The McKay--Navarro conjecture for the prime 2
L. Ruhstorfer, A. A. Schaeffer Fry
TL;DR
The paper completes the McKay--Navarro conjecture for the prime $\ell=2$ by establishing the inductive McKay--Navarro conditions for the universal covering groups of the listed simple groups, including sporadic groups, alternating groups, and certain groups of Lie type. It develops and applies $\mathcal{H}$-equivariant bijections between the sets of $2'$-degree characters and their normalizers, leveraging Harish-Chandra theory, duality, and careful control of Galois actions on character values. The authors construct and analyze extension maps and stabilizers for principal-series labels, ensuring the required equivariance and extension properties across automorphisms and Galois actions.

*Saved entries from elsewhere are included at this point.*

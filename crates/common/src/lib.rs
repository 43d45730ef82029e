//! Shared types for the commerce backend.
//!
//! This crate provides the UUID-backed identifier newtypes, the `Money`
//! value type, and the entity types (`Product`, `Cart`, `Order` and their
//! line items) that both the store and domain layers work with.

pub mod cart;
pub mod catalog;
pub mod money;
pub mod order;
pub mod types;

pub use cart::{Cart, CartItem};
pub use catalog::Product;
pub use money::Money;
pub use order::{Order, OrderItem, OrderStatus};
pub use types::{CartId, OrderId, ProductId, UserId};
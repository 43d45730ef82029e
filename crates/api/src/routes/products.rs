//! Catalog endpoints. Reads are public; writes require an admin principal.

use std::sync::Arc;

use axum::Json;
use axum::extract::{Path, Query, State};
use axum::http::StatusCode;
use common::{Money, Product, ProductId};
use domain::{NewProduct, ProductUpdate};
use serde::{Deserialize, Serialize};
use store::{CommerceStore, ProductFilter};
use uuid::Uuid;

use crate::auth::RequestGuard;
use crate::error::ApiError;
use crate::routes::{AppState, success};

// -- Request types --

#[derive(Deserialize)]
pub struct AddProductRequest {
    pub name: String,
    pub brand: String,
    #[serde(default)]
    pub description: String,
    pub category: String,
    pub price_cents: i64,
    pub inventory: u32,
}

#[derive(Deserialize, Default)]
pub struct ListProductsQuery {
    pub category: Option<String>,
    pub brand: Option<String>,
    pub name: Option<String>,
}

#[derive(Deserialize, Default)]
pub struct UpdateProductRequest {
    pub name: Option<String>,
    pub brand: Option<String>,
    pub description: Option<String>,
    pub category: Option<String>,
    pub price_cents: Option<i64>,
    pub inventory: Option<u32>,
}

// -- Response types --

#[derive(Serialize)]
pub struct ProductResponse {
    pub id: Uuid,
    pub name: String,
    pub brand: String,
    pub description: String,
    pub category: String,
    pub price_cents: i64,
    pub inventory: u32,
}

impl From<&Product> for ProductResponse {
    fn from(product: &Product) -> Self {
        Self {
            id: product.id.as_uuid(),
            name: product.name.clone(),
            brand: product.brand.clone(),
            description: product.description.clone(),
            category: product.category.clone(),
            price_cents: product.price.cents(),
            inventory: product.inventory,
        }
    }
}

// -- Handlers --

/// GET /products — the catalog, optionally narrowed by `category`, `brand`,
/// and `name` query parameters.
#[tracing::instrument(skip(state, query))]
pub async fn list<S: CommerceStore>(
    State(state): State<Arc<AppState<S>>>,
    Query(query): Query<ListProductsQuery>,
) -> Result<Json<serde_json::Value>, ApiError> {
    let filter = ProductFilter {
        category: query.category,
        brand: query.brand,
        name: query.name,
    };
    let products = state.catalog.list_products(&filter).await?;
    let responses: Vec<ProductResponse> = products.iter().map(ProductResponse::from).collect();
    Ok(success("Products found", responses))
}

/// GET /products/{id} — a product by id.
#[tracing::instrument(skip(state))]
pub async fn get<S: CommerceStore>(
    State(state): State<Arc<AppState<S>>>,
    Path(product_id): Path<Uuid>,
) -> Result<Json<serde_json::Value>, ApiError> {
    let product = state
        .catalog
        .get_product(ProductId::from_uuid(product_id))
        .await?;
    Ok(success("Product found", ProductResponse::from(&product)))
}

/// POST /products — add a product (admin).
#[tracing::instrument(skip(state, guard, req))]
pub async fn create<S: CommerceStore>(
    State(state): State<Arc<AppState<S>>>,
    guard: RequestGuard,
    Json(req): Json<AddProductRequest>,
) -> Result<(StatusCode, Json<serde_json::Value>), ApiError> {
    let product = state
        .catalog
        .add_product(
            &guard,
            NewProduct {
                name: req.name,
                brand: req.brand,
                description: req.description,
                category: req.category,
                price: Money::from_cents(req.price_cents),
                inventory: req.inventory,
            },
        )
        .await?;
    Ok((
        StatusCode::CREATED,
        success("Product added", ProductResponse::from(&product)),
    ))
}

/// PUT /products/{id} — partially update a product (admin).
#[tracing::instrument(skip(state, guard, req))]
pub async fn update<S: CommerceStore>(
    State(state): State<Arc<AppState<S>>>,
    Path(product_id): Path<Uuid>,
    guard: RequestGuard,
    Json(req): Json<UpdateProductRequest>,
) -> Result<Json<serde_json::Value>, ApiError> {
    let product = state
        .catalog
        .update_product(
            &guard,
            ProductId::from_uuid(product_id),
            ProductUpdate {
                name: req.name,
                brand: req.brand,
                description: req.description,
                category: req.category,
                price: req.price_cents.map(Money::from_cents),
                inventory: req.inventory,
            },
        )
        .await?;
    Ok(success("Product updated", ProductResponse::from(&product)))
}

/// DELETE /products/{id} — delete a product (admin).
#[tracing::instrument(skip(state, guard))]
pub async fn delete<S: CommerceStore>(
    State(state): State<Arc<AppState<S>>>,
    Path(product_id): Path<Uuid>,
    guard: RequestGuard,
) -> Result<Json<serde_json::Value>, ApiError> {
    state
        .catalog
        .delete_product(&guard, ProductId::from_uuid(product_id))
        .await?;
    Ok(success("Product deleted", serde_json::Value::Null))
}
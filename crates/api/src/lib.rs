//! HTTP API server for the commerce backend.
//!
//! Provides REST endpoints for the catalog, carts, and the order lifecycle,
//! with structured logging (tracing) and Prometheus metrics. Handlers are
//! generic over the store backend so the same router serves the in-memory
//! and PostgreSQL stores.

pub mod auth;
pub mod config;
pub mod error;
pub mod routes;

use std::sync::Arc;

use axum::Router;
use axum::routing::{delete, get, post, put};
use domain::{CartPolicy, CartService, CatalogService, OrderPolicy, OrderService};
use metrics_exporter_prometheus::PrometheusHandle;
use store::CommerceStore;
use tower_http::cors::{Any, CorsLayer};
use tower_http::trace::TraceLayer;

use config::Config;
use routes::AppState;

/// Creates the shared application state from a store and configuration.
pub fn create_state<S: CommerceStore + Clone>(store: S, config: &Config) -> Arc<AppState<S>> {
    Arc::new(AppState {
        carts: CartService::with_policy(
            store.clone(),
            CartPolicy {
                enforce_inventory: config.enforce_cart_inventory,
            },
        ),
        orders: OrderService::with_policy(
            store.clone(),
            OrderPolicy {
                max_cancel_days: config.max_cancel_days,
            },
        ),
        catalog: CatalogService::new(store),
    })
}

/// Creates the Axum application router with all routes and shared state.
pub fn create_app<S: CommerceStore + Clone + 'static>(
    state: Arc<AppState<S>>,
    metrics_handle: PrometheusHandle,
) -> Router {
    let metrics_router = Router::new()
        .route("/metrics", get(routes::metrics::get))
        .with_state(metrics_handle);

    Router::new()
        .route("/health", get(routes::health::check))
        .route(
            "/products",
            get(routes::products::list::<S>).post(routes::products::create::<S>),
        )
        .route(
            "/products/{id}",
            get(routes::products::get::<S>)
                .put(routes::products::update::<S>)
                .delete(routes::products::delete::<S>),
        )
        .route("/users/{user_id}/cart", get(routes::carts::get_for_user::<S>))
        .route(
            "/users/{user_id}/cart/items",
            post(routes::carts::add_item::<S>),
        )
        .route("/carts/{id}", get(routes::carts::get::<S>))
        .route("/carts/{id}/items", delete(routes::carts::clear::<S>))
        .route(
            "/carts/{id}/items/{product_id}",
            put(routes::carts::update_item::<S>).delete(routes::carts::remove_item::<S>),
        )
        .route(
            "/users/{user_id}/orders",
            post(routes::orders::place::<S>).get(routes::orders::list_for_user::<S>),
        )
        .route("/orders/{id}", get(routes::orders::get::<S>))
        .route("/orders/{id}/cancel", post(routes::orders::cancel::<S>))
        .with_state(state)
        .merge(metrics_router)
        .layer(
            CorsLayer::new()
                .allow_origin(Any)
                .allow_methods(Any)
                .allow_headers(Any),
        )
        .layer(TraceLayer::new_for_http())
}
// Copyright (c) 2026 ALAS Technology. MIT License.
// See LICENSE for details.

//! # Tessera Registry — Core Library
//!
//! A shared-ledger identity registry: one logical identity (an `EIN` handle)
//! bound to a recovery address, a set of associated addresses, a set of
//! authorized providers, and a set of resolvers. Every mutation is
//! authorized by cryptographic signatures over timestamp-bound messages,
//! never by session state.
//!
//! The interesting machinery is the recovery design. Linking a new address
//! takes two independent signatures (the identity approves, the newcomer
//! consents). Swapping the recovery address starts a two-week grace window
//! during which the *displaced* address, not the new one, holds the power
//! to recover, so a stolen provider key cannot immediately cash out. And if
//! a recovery was itself the attack, the evicted addresses keep a poison
//! pill: a bounded window in which any of them can prove membership in the
//! evicted set and reduce the hijacked identity to an empty shell.
//!
//! ## Architecture
//!
//! - **crypto** — Ed25519 keys, BLAKE3 digests, and the attestation bundle
//!   the registry verifies. Don't roll your own.
//! - **identity** — addresses, the enumerable address set, and the
//!   per-identity record.
//! - **registry** — the state machine itself: store, recovery, poison pill,
//!   message formats, errors, events.
//! - **clock** — injected ledger time, because "now" is consensus state,
//!   not a syscall.
//! - **config** — the three load-bearing constants and per-deployment
//!   parameters.
//!
//! The host ledger provides total ordering of mutations and durable
//! storage; this crate provides the semantics. Operations take `&mut self`
//! and either commit atomically or return an error having touched nothing.

pub mod clock;
pub mod config;
pub mod crypto;
pub mod identity;
pub mod registry;

pub use clock::{Clock, ManualClock, SystemClock};
pub use config::RegistryConfig;
pub use crypto::{SignedAttestation, TesseraKeypair, TesseraPublicKey, TesseraSignature};
pub use identity::{Address, AddressSet, Ein, IdentityDetails, IdentityRecord};
pub use registry::{
    Authorization, ErrorKind, Event, EventRecord, IdentityRegistry, RegistryError,
};
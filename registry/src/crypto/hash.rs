//! # Hashing Utilities
//!
//! BLAKE3 is the registry's only digest. It hashes signed-message bytes into
//! the 32-byte digests that signatures cover, derives addresses from public
//! keys, and commits the evicted-address set at recovery time. One hash
//! function, used everywhere, because two hash functions means someone will
//! eventually feed the wrong one to a comparison.

/// Compute the BLAKE3 hash of the input data.
///
/// Returns a 32-byte digest as a fixed-size array. The `blake3` crate picks
/// up SIMD automatically; for the sub-kilobyte inputs this registry hashes,
/// single-threaded throughput is the whole story.
pub fn blake3_hash(data: &[u8]) -> [u8; 32] {
    *blake3::hash(data).as_bytes()
}

/// Hash multiple byte slices together without concatenation overhead.
///
/// Feeding the parts sequentially into one hasher produces the same digest
/// as hashing the concatenation, minus the temporary buffer. This is how the
/// evicted-address set commitment is computed: each 32-byte address is one
/// part, in enumeration order.
pub fn blake3_hash_multi(parts: &[&[u8]]) -> [u8; 32] {
    let mut hasher = blake3::Hasher::new();
    for part in parts {
        hasher.update(part);
    }
    *hasher.finalize().as_bytes()
}

#[cfg(test)]
mod tests {
    use super::*;

    #[test]
    fn blake3_deterministic() {
        let a = blake3_hash(b"tessera");
        let b = blake3_hash(b"tessera");
        assert_eq!(a, b);
        assert_eq!(a.len(), 32);
    }

    #[test]
    fn blake3_case_sensitive() {
        assert_ne!(blake3_hash(b"tessera"), blake3_hash(b"Tessera"));
    }

    #[test]
    fn multi_matches_concatenation() {
        let multi = blake3_hash_multi(&[b"hello", b" world"]);
        let single = blake3_hash(b"hello world");
        assert_eq!(multi, single);
    }

    #[test]
    fn multi_empty_is_empty_hash() {
        assert_eq!(blake3_hash_multi(&[]), blake3_hash(b""));
    }
}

As a result, the Galois–McKay (McKay–Navarro) conjecture is validated for $\ell=2$ across the stated families, completing the inductive program initiated by Navarro–Späth–Vallejo and connecting to broader local-global character conjectures.
Abstract
We complete the proof of the McKay--Navarro conjecture (also known as the Galois--McKay conjecture) for the prime 2, by completing the proof of the inductive McKay--Navarro conditions introduced by Navarro--Späth--Vallejo in this situation.